Leider ist jedoch diese unglückselige Titelsucht, die zur größten Lächerlichkeit werden kann – wir erwähnen nur die »Frau Katasterkontroleurhilfsarbeiter« – noch fest eingewurzelt und hat gar viele Verfechterinnen[258] unter den Frauen, obgleich es nicht an einsichtsvollen weiblichen Federn mangelt, welche die Haltlosigkeit des Titelanspruchs darthun. In höheren Kreisen ist es gang und gäbe, daß die Damen untereinander sich »gnädige Frau« anreden. Junge Damen sagen zu der Frau eines viel Höherstehenden wohl auch »gnädigste Frau«. Den Titel des Mannes erwähnt man ausschließlich bei Vorstellungen, wo er zum Verständnis unentbehrlich ist. »Frau Hauptmann B.«, »Frau Geheimrat F.« Man ist orientiert, während »Frau B.«, »Frau F.« Anlaß zu beiderseitigen Nachfragen an die liebenswürdige Wirtin geben würde.

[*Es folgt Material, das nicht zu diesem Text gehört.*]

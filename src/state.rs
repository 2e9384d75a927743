//! Interrupt-safe shared toggle state.
//!
//! Provides [`ToggleState`], the cell that holds a button's toggled flag and
//! debounce timestamp. The cell is the single point of mutation for the
//! toggled value and is safe to update from interrupt context while the main
//! flow reads it: both fields are fixed-width atomics, so a concurrent read
//! observes either the pre- or post-toggle value, never a torn one.

use portable_atomic::{AtomicBool, AtomicU64, Ordering};

/// Timestamp sentinel meaning "no edge accepted yet".
///
/// Lets the very first edge pass the debounce gate unconditionally, which a
/// zero-initialized timestamp would not (an edge at t=0 must be accepted).
const NEVER: u64 = u64::MAX;

/// Shared toggle cell for a single button.
///
/// One cell per physical button, usually allocated in a `static` so the
/// interrupt dispatch slot can hold a reference to it:
///
/// ```
/// use toggle_button::ToggleState;
///
/// static BUTTON_STATE: ToggleState = ToggleState::new();
/// assert!(!BUTTON_STATE.is_set());
/// ```
///
/// The expected access pattern is single-writer/single-reader: exactly one
/// context (the ISR, or the polling loop) calls [`service`](Self::service),
/// while any context may call [`is_set`](Self::is_set).
#[derive(Debug)]
pub struct ToggleState {
    toggled: AtomicBool,
    last_change_ms: AtomicU64,
}

impl ToggleState {
    /// Creates a cell in the released (`false`) state.
    pub const fn new() -> Self {
        Self {
            toggled: AtomicBool::new(false),
            last_change_ms: AtomicU64::new(NEVER),
        }
    }

    /// Returns the current toggled value.
    ///
    /// Pure read with no side effects; repeated calls without an intervening
    /// accepted edge return the same value.
    #[inline]
    pub fn is_set(&self) -> bool {
        self.toggled.load(Ordering::Acquire)
    }

    /// Runs the debounce gate for an edge observed at `now_ms`.
    ///
    /// Accepts the edge when no edge has been accepted yet, or when at least
    /// `interval_ms` has elapsed since the last accepted one (inclusive
    /// boundary). An accepted edge flips the toggled value and records
    /// `now_ms`; a rejected edge changes nothing. Returns whether the edge
    /// was accepted.
    pub(crate) fn service(&self, now_ms: u64, interval_ms: u64) -> bool {
        let last = self.last_change_ms.load(Ordering::Acquire);
        if last != NEVER && now_ms.saturating_sub(last) < interval_ms {
            return false;
        }

        self.toggled.fetch_xor(true, Ordering::AcqRel);
        self.last_change_ms.store(now_ms, Ordering::Release);
        true
    }

    /// Timestamp of the last accepted edge, if any.
    pub(crate) fn last_change_ms(&self) -> Option<u64> {
        match self.last_change_ms.load(Ordering::Acquire) {
            NEVER => None,
            ms => Some(ms),
        }
    }
}

impl Default for ToggleState {
    fn default() -> Self {
        Self::new()
    }
}
//! Time abstraction traits for platform-agnostic debounce timing.

/// Trait for abstracting monotonic time sources.
pub trait TimeSource<I: TimeInstant> {
    /// Returns the current time instant.
    fn now(&self) -> I;
}

/// Trait abstraction for duration types.
pub trait TimeDuration: Copy + PartialEq {
    /// Converts duration to milliseconds.
    fn as_millis(&self) -> u64;

    /// Creates duration from milliseconds.
    fn from_millis(millis: u64) -> Self;
}

/// Trait abstraction for instant types.
///
/// Instants must be convertible to milliseconds since the clock's zero point
/// (typically boot), so debounce bookkeeping can live in fixed-width atomic
/// fields shared with interrupt context.
pub trait TimeInstant: Copy {
    /// Duration type for this instant.
    type Duration: TimeDuration;

    /// Milliseconds elapsed since the clock's zero point.
    fn as_millis(&self) -> u64;
}
#![cfg_attr(not(feature = "std"), no_std)]
#![doc = include_str!("../README.md")]

//! # Core Concepts
//!
//! - **`DebouncedButton`**: Owns an input pin and maintains the debounced toggled state
//! - **`ToggleState`**: Interrupt-safe cell holding the toggled flag and debounce timestamp
//! - **`ButtonPin`**: Trait to implement for your GPIO hardware
//! - **`TimeSource`**: Trait to implement for your timing system
//! - **`InputMode`**: Electrical pin configuration (floating, pull-up, pull-down)
//! - **`EdgeMode`**: Which signal transitions fire the toggle routine
//! - **`ButtonState`**: The two-state machine (`Released`/`Pressed`) behind the toggled bool
//! - **`dispatch_edge`**: Entry point for the platform ISR in interrupt-driven mode
//!
//! The toggled state flips at most once per accepted edge; edges arriving
//! within the debounce interval of the last accepted one are rejected. Reads
//! are lock-free and safe against a concurrent interrupt-context toggle.

pub mod button;
pub mod interrupt;
pub mod state;
pub mod time;
pub mod types;

pub use button::{ButtonPin, DebouncedButton, DEFAULT_DEBOUNCE_MS};
pub use interrupt::{dispatch_edge, dispatch_edge_at};
pub use state::ToggleState;
pub use time::{TimeDuration, TimeInstant, TimeSource};
pub use types::{ButtonError, ButtonState, EdgeMode, InputMode};
//! News Relevance Ranker: binary entrypoint.
//! Loads configuration, wires the news fetcher and classifier into the ranking
//! engine, and serves the Axum HTTP API.

use std::net::SocketAddr;
use std::sync::Arc;

use anyhow::Context;
use tracing::{info, warn};

use news_relevance_ranker::{
    api::{create_router, AppState},
    config::{news::ENV_NEWS_CONFIG_PATH, NewsApiConfig, RankingConfig},
    history::ScoreHistory,
    ingest::newsapi::NewsApiFetcher,
    pipeline::CompanyScorer,
    ranking::RankingEngine,
    scoring::ScoringEngine,
    sector::SectorMap,
    sentiment::LexiconClassifier,
    telemetry::{init_tracing, Metrics},
};

const ENV_ADDR: &str = "RANKER_ADDR";
const DEFAULT_ADDR: &str = "0.0.0.0:8080";
const HISTORY_CAPACITY: usize = 10_000;

/// `None` when no news config is available; the API then serves `/score` and `/history` only.
fn build_ranking(engine: Arc<ScoringEngine>) -> anyhow::Result<Option<RankingEngine>> {
    let cfg = match NewsApiConfig::load_default() {
        Ok(cfg) => cfg,
        // An explicit config file that fails to load is fatal.
        Err(e) if std::env::var_os(ENV_NEWS_CONFIG_PATH).is_some() => {
            return Err(e.context("loading news config"));
        }
        Err(e) => {
            warn!(error = %e, "news fetcher disabled");
            return Ok(None);
        }
    };
    let fetcher = NewsApiFetcher::new(cfg).context("building news API client")?;
    let scorer = CompanyScorer::new(
        Arc::new(fetcher),
        Arc::new(LexiconClassifier::new()),
        engine,
    );
    Ok(Some(RankingEngine::new(scorer)))
}

#[tokio::main]
async fn main() -> anyhow::Result<()> {
    // Load .env in local/dev; no-op when absent.
    let _ = dotenvy::dotenv();
    init_tracing();

    let config = RankingConfig::load_default().context("loading ranking config")?;
    info!(
        version = config.version(),
        half_life_hours = config.half_life_hours(),
        "ranking config loaded"
    );
    let sectors = SectorMap::load_default().context("loading sector map")?;
    let engine = Arc::new(ScoringEngine::new(config));
    let ranking = build_ranking(engine.clone())?;

    let state = AppState {
        engine,
        ranking,
        sectors: Arc::new(sectors),
        history: Arc::new(ScoreHistory::with_capacity(HISTORY_CAPACITY)),
    };

    let mut router = create_router(state);
    match Metrics::init() {
        Ok(m) => router = router.merge(m.router()),
        Err(e) => warn!(error = %e, "prometheus recorder not installed"),
    }

    let addr: SocketAddr = std::env::var(ENV_ADDR)
        .unwrap_or_else(|_| DEFAULT_ADDR.to_string())
        .parse()
        .with_context(|| format!("parsing {ENV_ADDR}"))?;
    let listener = tokio::net::TcpListener::bind(addr)
        .await
        .with_context(|| format!("binding {addr}"))?;
    info!(%addr, "listening");
    axum::serve(listener, router).await.context("serving HTTP")?;
    Ok(())
}
//! Error taxonomy shared by the scoring core and its collaborators.
//!
//! - `ValidationError`: a single input record is malformed. Rejected before scoring.
//! - `ConfigError`: the ranking/sector configuration is unusable. Fatal at load time.
//! - `FetchError`: an external collaborator (news search, classifier) failed for one
//!   company. The ranking engine isolates these per company.

use thiserror::Error;

#[derive(Debug, Clone, PartialEq, Error)]
pub enum ValidationError {
    #[error("article text is empty")]
    EmptyText,
    #[error("confidence {0} is outside [0, 1]")]
    ConfidenceOutOfRange(f64),
    #[error("polarity {0} is not one of -1, 0, 1")]
    InvalidPolarity(i64),
    #[error("unknown sentiment label `{0}`")]
    UnknownLabel(String),
    #[error("unparseable timestamp `{0}`")]
    InvalidTimestamp(String),
    #[error("record {index}: {source}")]
    InBatch {
        index: usize,
        #[source]
        source: Box<ValidationError>,
    },
}

#[derive(Debug, Error)]
pub enum ConfigError {
    #[error("weight keys must be exactly {{sentiment_strength, article_volume, recency}}; missing {missing:?}, unexpected {unexpected:?}")]
    WeightKeys {
        missing: Vec<String>,
        unexpected: Vec<String>,
    },
    #[error("weight `{key}` must be finite and non-negative, got {value}")]
    NegativeWeight { key: String, value: f64 },
    #[error("weights must sum to 1.0 (tolerance {tolerance}), got {sum}")]
    WeightSum { sum: f64, tolerance: f64 },
    #[error("time_decay.half_life_hours must be positive, got {0}")]
    HalfLife(f64),
    #[error("sector multiplier for `{sector}` must be finite and non-negative, got {value}")]
    SectorMultiplier { sector: String, value: f64 },
    #[error("invalid value for {var}: `{value}`")]
    Env { var: &'static str, value: String },
    #[error("reading {path}: {source}")]
    Io {
        path: String,
        #[source]
        source: std::io::Error,
    },
    #[error("parsing TOML: {0}")]
    Toml(#[from] toml::de::Error),
}

#[derive(Debug, Error)]
pub enum FetchError {
    #[error("network error: {0}")]
    Network(String),
    #[error("request timed out")]
    Timeout,
    #[error("upstream returned {status}: {message}")]
    Upstream { status: u16, message: String },
    #[error("decoding response: {0}")]
    Decode(String),
    #[error("classification failed: {0}")]
    Classification(String),
    #[error("invalid record: {0}")]
    InvalidRecord(#[from] ValidationError),
    #[error("scoring task aborted: {0}")]
    Aborted(String),
}

impl From<reqwest::Error> for FetchError {
    fn from(e: reqwest::Error) -> Self {
        if e.is_timeout() {
            FetchError::Timeout
        } else if e.is_decode() {
            FetchError::Decode(e.to_string())
        } else if let Some(status) = e.status() {
            FetchError::Upstream {
                status: status.as_u16(),
                message: e.to_string(),
            }
        } else {
            FetchError::Network(e.to_string())
        }
    }
}
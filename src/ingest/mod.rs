// src/ingest/mod.rs
pub mod newsapi;
pub mod types;

use crate::ingest::types::{NewsArticle, PreparedArticle};
use crate::signal::parse_timestamp;
use metrics::{counter, describe_counter, describe_histogram};
use once_cell::sync::OnceCell;

/// Headlines longer than this are cut (in chars).
const MAX_HEADLINE_CHARS: usize = 300;

/// One-time metrics registration (so series show up on /metrics).
fn ensure_metrics_described() {
    static ONCE: OnceCell<()> = OnceCell::new();
    ONCE.get_or_init(|| {
        describe_counter!("ingest_articles_total", "Articles returned by the news fetcher.");
        describe_counter!(
            "ingest_rejected_total",
            "Articles rejected for empty titles or unparseable timestamps."
        );
        describe_histogram!("ingest_fetch_ms", "News fetch latency in milliseconds.");
    });
}

/// Normalize a headline: decode entities, strip tags, ASCII quotes, collapse whitespace.
pub fn normalize_text(s: &str) -> String {
    // 1) HTML entity decode
    let mut out = html_escape::decode_html_entities(s).to_string();

    // 2) Strip HTML tags
    static RE_TAGS: OnceCell<regex::Regex> = OnceCell::new();
    let re_tags = RE_TAGS.get_or_init(|| regex::Regex::new(r"(?is)</?[^>]+>").unwrap());
    out = re_tags.replace_all(&out, "").to_string();

    // 3) Normalize “ ” ‘ ’ « » to ASCII quotes
    out = out
        .replace(['\u{201C}', '\u{201D}', '\u{00AB}', '\u{00BB}'], "\"")
        .replace(['\u{2018}', '\u{2019}'], "'");

    // 4) Collapse whitespace
    static RE_WS: OnceCell<regex::Regex> = OnceCell::new();
    let re_ws = RE_WS.get_or_init(|| regex::Regex::new(r"\s+").unwrap());
    out = re_ws.replace_all(&out, " ").trim().to_string();

    if out.chars().count() > MAX_HEADLINE_CHARS {
        out = out.chars().take(MAX_HEADLINE_CHARS).collect();
    }

    out
}

/// Result of preparing one fetch for classification.
#[derive(Debug, Clone, Default)]
pub struct PreparedBatch {
    pub articles: Vec<PreparedArticle>,
    pub rejected: usize,
}

/// Normalize titles and parse timestamps. Articles with an empty title or an
/// unparseable timestamp are dropped and counted. No deduplication.
pub fn prepare_articles(raw: Vec<NewsArticle>) -> PreparedBatch {
    ensure_metrics_described();

    let mut batch = PreparedBatch {
        articles: Vec::with_capacity(raw.len()),
        rejected: 0,
    };

    for art in raw {
        let title = normalize_text(&art.title);
        if title.is_empty() {
            batch.rejected += 1;
            tracing::debug!(source = %art.source, "rejected article with empty title");
            continue;
        }
        match parse_timestamp(&art.published_at) {
            Ok(published_at) => batch.articles.push(PreparedArticle {
                title,
                published_at,
                source: art.source,
            }),
            Err(e) => {
                batch.rejected += 1;
                tracing::debug!(source = %art.source, error = %e, "rejected article");
            }
        }
    }

    counter!("ingest_rejected_total").increment(batch.rejected as u64);
    batch
}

Der Geburtstitel muß selbstverständlich streng beachtet werden. Eine Gräfin »gnädige Frau« zu nennen, ist falsch. Sie wird von Damen »Frau Gräfin«, von gleichstehenden Damen »liebe Gräfin«, von Herren dagegen »gnädigste Gräfin« angeredet. Eine unverheiratete Gräfin wird »Comtesse« (nicht Fräulein Comtesse!) und von Herren »gnädige« oder »gnädigste Comtesse« angeredet. Auf der Visitenkarte würde sie dagegen später schreiben:


Anredeformen

Ein Graf wird »Herr Graf«, von gleichstehenden »Graf« angeredet. Ist er gleichzeitig Oberst oder Regierungspräsident,[259] so geht der Geburtsrang in diesem Fall über den Titel. Einzig das Prädikat »Excellenz« steht über dem Grafentitel. B. von York behauptet zwar in seinem trefflichen Buch »Lebenskunst« das Gegenteil, wir stehen jedoch besagten Kreisen so nahe, daß man uns schon erlauben muß, ihn dahin zu korrigieren, daß z.B. ein kommandierender General, der gleichzeitig Graf ist, »Excellenz« anzureden ist. Seine Frau, obgleich der Sprachgebrauch den Gattinnen einer Excellenz den gleichen Titel zugesteht, wird »gnädigste Gräfin« genannt. (Der Titel »Excellenz« kann auch an Damen allein verliehen werden).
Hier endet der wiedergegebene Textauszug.